TASK OBJECTIVE - Please return all lines of the data below containing the string "keys".

STORED DATA -
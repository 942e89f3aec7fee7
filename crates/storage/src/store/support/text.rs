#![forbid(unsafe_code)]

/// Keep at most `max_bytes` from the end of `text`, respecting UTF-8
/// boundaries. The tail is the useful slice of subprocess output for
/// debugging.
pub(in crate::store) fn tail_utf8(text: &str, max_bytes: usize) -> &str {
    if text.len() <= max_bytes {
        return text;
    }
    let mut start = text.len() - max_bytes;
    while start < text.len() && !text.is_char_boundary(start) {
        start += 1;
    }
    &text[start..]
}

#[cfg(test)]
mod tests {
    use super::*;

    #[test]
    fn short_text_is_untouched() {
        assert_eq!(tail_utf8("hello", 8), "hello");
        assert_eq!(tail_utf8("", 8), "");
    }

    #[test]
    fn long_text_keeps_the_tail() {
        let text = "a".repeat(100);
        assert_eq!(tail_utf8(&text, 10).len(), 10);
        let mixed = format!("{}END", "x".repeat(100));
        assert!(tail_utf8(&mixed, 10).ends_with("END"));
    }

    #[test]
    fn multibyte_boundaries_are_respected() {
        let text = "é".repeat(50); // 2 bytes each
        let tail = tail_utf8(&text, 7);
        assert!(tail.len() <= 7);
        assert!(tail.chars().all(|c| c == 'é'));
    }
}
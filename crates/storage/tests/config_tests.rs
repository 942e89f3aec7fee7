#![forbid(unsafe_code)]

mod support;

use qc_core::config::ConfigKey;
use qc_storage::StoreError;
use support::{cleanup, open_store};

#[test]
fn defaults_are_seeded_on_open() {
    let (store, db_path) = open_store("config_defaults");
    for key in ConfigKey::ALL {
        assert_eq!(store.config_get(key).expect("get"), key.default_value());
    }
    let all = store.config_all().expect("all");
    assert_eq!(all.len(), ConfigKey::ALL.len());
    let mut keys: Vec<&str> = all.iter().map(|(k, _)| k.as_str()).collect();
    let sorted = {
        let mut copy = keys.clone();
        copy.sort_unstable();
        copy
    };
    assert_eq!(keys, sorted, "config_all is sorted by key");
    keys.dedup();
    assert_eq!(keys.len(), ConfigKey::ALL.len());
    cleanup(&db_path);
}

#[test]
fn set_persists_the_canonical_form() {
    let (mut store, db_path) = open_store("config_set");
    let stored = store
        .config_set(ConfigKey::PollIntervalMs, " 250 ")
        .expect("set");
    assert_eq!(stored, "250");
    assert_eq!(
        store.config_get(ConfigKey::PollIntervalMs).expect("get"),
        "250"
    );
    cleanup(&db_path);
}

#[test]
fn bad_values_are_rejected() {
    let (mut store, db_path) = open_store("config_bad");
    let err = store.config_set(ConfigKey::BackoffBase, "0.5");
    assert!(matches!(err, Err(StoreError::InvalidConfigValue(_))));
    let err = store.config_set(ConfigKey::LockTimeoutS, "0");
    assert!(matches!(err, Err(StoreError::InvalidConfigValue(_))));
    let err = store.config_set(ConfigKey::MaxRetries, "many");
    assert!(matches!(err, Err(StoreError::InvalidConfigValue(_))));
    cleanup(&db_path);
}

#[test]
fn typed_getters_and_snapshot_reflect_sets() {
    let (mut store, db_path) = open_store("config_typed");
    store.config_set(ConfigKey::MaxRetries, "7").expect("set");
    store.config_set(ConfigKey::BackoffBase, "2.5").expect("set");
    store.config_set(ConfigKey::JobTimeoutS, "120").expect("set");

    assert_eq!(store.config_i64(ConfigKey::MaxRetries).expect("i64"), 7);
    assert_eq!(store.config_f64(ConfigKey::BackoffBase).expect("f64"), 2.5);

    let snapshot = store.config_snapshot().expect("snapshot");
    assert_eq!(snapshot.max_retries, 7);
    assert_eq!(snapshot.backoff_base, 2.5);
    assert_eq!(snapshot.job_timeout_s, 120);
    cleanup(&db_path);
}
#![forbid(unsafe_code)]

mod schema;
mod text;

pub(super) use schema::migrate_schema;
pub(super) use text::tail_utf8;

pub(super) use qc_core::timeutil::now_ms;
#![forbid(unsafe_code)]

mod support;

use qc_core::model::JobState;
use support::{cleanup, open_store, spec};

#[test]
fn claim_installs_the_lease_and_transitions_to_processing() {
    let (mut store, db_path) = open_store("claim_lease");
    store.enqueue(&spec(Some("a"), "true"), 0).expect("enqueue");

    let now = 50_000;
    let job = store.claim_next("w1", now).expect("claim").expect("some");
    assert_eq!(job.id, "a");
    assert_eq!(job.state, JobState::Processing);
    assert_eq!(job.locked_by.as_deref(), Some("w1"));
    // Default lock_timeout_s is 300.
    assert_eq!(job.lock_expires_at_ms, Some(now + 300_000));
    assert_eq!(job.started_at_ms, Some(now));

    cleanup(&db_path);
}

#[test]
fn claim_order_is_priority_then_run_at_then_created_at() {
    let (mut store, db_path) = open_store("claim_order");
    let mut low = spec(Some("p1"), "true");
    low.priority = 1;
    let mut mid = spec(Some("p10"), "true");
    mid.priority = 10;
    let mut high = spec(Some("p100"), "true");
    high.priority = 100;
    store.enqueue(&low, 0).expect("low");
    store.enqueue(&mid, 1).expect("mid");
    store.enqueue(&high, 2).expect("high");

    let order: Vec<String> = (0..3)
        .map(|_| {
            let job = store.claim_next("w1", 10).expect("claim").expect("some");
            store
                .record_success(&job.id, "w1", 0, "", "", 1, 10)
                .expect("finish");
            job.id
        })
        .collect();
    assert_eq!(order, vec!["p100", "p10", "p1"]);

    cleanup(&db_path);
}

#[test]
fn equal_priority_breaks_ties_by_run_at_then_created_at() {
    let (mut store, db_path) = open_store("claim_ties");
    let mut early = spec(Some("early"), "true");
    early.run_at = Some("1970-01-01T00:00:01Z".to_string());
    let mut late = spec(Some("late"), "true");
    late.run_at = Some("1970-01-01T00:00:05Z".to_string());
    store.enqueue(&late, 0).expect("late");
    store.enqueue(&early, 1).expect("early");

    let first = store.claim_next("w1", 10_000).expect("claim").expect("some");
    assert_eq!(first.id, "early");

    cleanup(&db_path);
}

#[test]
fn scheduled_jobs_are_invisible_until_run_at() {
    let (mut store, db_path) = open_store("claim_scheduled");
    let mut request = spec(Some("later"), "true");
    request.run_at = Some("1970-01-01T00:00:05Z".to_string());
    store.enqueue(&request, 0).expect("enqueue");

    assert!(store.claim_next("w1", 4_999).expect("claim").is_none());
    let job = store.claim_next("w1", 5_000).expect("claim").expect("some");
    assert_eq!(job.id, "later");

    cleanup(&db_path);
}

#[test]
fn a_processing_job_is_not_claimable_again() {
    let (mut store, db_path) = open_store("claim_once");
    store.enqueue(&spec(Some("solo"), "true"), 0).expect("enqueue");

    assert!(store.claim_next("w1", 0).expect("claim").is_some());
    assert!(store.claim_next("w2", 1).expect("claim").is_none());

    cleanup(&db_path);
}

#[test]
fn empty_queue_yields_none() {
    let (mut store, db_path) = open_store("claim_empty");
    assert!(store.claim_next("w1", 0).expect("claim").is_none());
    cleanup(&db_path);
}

* * *

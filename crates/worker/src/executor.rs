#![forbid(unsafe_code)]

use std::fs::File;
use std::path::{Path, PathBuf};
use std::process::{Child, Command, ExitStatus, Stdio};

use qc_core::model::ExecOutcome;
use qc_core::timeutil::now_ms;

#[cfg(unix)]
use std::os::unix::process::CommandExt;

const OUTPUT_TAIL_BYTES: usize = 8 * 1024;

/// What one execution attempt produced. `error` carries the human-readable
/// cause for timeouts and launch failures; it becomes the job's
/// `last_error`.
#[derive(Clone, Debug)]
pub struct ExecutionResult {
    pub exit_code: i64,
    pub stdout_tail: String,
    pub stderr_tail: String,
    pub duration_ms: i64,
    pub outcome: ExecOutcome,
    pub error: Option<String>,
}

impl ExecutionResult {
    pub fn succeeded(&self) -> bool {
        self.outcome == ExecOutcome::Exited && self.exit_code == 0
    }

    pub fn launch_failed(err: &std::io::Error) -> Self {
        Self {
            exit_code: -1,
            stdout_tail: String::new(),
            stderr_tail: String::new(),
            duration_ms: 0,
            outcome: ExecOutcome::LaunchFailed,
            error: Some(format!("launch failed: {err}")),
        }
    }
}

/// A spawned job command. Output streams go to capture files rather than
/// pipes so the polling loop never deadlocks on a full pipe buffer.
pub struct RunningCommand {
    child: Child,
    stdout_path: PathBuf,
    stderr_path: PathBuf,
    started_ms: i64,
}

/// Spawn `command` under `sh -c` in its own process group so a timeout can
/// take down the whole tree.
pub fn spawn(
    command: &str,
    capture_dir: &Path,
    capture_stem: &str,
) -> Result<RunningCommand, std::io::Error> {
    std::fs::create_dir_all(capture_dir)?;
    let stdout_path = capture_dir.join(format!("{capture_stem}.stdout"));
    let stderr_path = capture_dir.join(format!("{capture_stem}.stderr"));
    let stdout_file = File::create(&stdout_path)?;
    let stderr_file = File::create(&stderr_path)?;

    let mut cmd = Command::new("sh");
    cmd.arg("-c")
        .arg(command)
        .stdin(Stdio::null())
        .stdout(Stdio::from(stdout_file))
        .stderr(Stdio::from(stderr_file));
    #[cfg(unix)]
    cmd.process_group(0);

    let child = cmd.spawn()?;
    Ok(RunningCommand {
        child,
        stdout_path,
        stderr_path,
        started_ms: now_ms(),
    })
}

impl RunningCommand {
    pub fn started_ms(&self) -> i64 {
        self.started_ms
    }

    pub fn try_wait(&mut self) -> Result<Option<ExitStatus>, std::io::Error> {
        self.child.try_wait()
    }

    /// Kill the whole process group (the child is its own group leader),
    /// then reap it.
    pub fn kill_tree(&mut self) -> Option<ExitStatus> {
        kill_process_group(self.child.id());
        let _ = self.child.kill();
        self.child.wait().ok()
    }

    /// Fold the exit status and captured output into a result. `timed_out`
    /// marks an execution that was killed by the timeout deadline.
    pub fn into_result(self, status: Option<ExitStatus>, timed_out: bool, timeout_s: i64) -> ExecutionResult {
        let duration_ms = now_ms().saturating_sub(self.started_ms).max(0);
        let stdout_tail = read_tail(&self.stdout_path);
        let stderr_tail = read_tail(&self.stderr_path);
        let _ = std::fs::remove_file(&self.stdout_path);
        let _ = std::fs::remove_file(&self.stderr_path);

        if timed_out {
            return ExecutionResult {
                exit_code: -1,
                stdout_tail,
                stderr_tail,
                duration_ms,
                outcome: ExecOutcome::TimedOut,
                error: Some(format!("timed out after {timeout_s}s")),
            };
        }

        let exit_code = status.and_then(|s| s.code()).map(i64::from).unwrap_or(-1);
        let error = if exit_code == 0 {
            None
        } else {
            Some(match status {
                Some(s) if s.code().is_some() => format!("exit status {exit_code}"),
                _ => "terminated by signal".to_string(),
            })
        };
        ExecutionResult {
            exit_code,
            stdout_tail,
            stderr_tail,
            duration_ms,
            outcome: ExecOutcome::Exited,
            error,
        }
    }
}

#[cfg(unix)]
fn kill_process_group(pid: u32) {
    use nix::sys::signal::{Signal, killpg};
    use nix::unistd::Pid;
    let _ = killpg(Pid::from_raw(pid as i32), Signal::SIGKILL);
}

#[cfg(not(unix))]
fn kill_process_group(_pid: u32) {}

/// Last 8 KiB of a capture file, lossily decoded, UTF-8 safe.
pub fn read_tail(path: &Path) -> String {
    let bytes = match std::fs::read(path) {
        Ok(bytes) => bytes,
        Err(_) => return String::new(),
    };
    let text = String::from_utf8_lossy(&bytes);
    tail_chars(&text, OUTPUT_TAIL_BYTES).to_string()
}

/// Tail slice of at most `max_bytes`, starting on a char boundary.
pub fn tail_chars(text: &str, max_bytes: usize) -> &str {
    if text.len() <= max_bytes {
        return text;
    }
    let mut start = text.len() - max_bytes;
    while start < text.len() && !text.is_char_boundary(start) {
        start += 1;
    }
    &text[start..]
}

---

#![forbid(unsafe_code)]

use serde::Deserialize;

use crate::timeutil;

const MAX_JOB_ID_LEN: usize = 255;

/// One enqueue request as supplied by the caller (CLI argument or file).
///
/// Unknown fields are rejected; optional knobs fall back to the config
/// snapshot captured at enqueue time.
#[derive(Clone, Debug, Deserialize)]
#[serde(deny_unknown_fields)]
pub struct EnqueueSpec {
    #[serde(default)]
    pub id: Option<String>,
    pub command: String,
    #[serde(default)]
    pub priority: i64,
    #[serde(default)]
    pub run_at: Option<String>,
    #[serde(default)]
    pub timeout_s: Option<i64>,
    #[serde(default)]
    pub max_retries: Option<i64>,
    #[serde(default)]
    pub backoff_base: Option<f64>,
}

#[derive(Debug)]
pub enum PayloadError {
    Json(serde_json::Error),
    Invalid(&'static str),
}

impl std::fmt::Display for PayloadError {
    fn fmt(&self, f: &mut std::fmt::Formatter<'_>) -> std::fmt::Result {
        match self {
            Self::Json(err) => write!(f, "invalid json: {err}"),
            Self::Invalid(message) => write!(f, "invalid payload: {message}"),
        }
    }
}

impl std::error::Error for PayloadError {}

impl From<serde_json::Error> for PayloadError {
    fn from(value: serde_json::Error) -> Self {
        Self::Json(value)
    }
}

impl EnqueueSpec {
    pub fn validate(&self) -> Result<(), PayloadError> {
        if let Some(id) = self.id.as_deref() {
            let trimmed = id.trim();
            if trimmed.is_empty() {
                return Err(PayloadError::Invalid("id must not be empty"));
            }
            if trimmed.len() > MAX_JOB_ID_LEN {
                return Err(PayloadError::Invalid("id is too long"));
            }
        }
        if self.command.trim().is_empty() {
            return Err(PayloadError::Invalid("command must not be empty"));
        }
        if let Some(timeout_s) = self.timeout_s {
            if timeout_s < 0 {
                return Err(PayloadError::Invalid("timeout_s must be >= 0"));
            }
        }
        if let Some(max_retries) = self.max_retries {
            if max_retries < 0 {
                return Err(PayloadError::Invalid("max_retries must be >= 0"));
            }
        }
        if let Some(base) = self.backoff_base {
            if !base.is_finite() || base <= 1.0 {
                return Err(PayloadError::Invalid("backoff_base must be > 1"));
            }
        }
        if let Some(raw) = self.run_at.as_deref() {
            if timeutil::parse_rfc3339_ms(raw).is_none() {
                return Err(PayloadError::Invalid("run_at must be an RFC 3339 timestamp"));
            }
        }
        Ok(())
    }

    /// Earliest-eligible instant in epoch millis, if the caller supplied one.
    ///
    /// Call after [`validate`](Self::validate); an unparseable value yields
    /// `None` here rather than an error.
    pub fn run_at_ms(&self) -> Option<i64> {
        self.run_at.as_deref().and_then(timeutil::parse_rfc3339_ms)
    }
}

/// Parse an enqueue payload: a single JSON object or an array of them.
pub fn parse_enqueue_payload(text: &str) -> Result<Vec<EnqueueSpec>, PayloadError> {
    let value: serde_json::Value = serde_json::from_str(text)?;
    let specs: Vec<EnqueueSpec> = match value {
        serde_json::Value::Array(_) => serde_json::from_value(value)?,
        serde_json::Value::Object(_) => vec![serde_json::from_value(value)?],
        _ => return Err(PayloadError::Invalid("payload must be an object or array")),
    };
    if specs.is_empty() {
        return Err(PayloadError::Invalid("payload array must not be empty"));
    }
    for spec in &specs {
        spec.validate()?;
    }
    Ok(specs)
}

EXERCISE ANSWER -
    let mut keys: Vec<&str> = all.iter().map(|(k, _)| k.as_str()).collect();
        let mut copy = keys.clone();
    assert_eq!(keys, sorted, "config_all is sorted by key");
    keys.dedup();
    assert_eq!(keys.len(), ConfigKey::ALL.len());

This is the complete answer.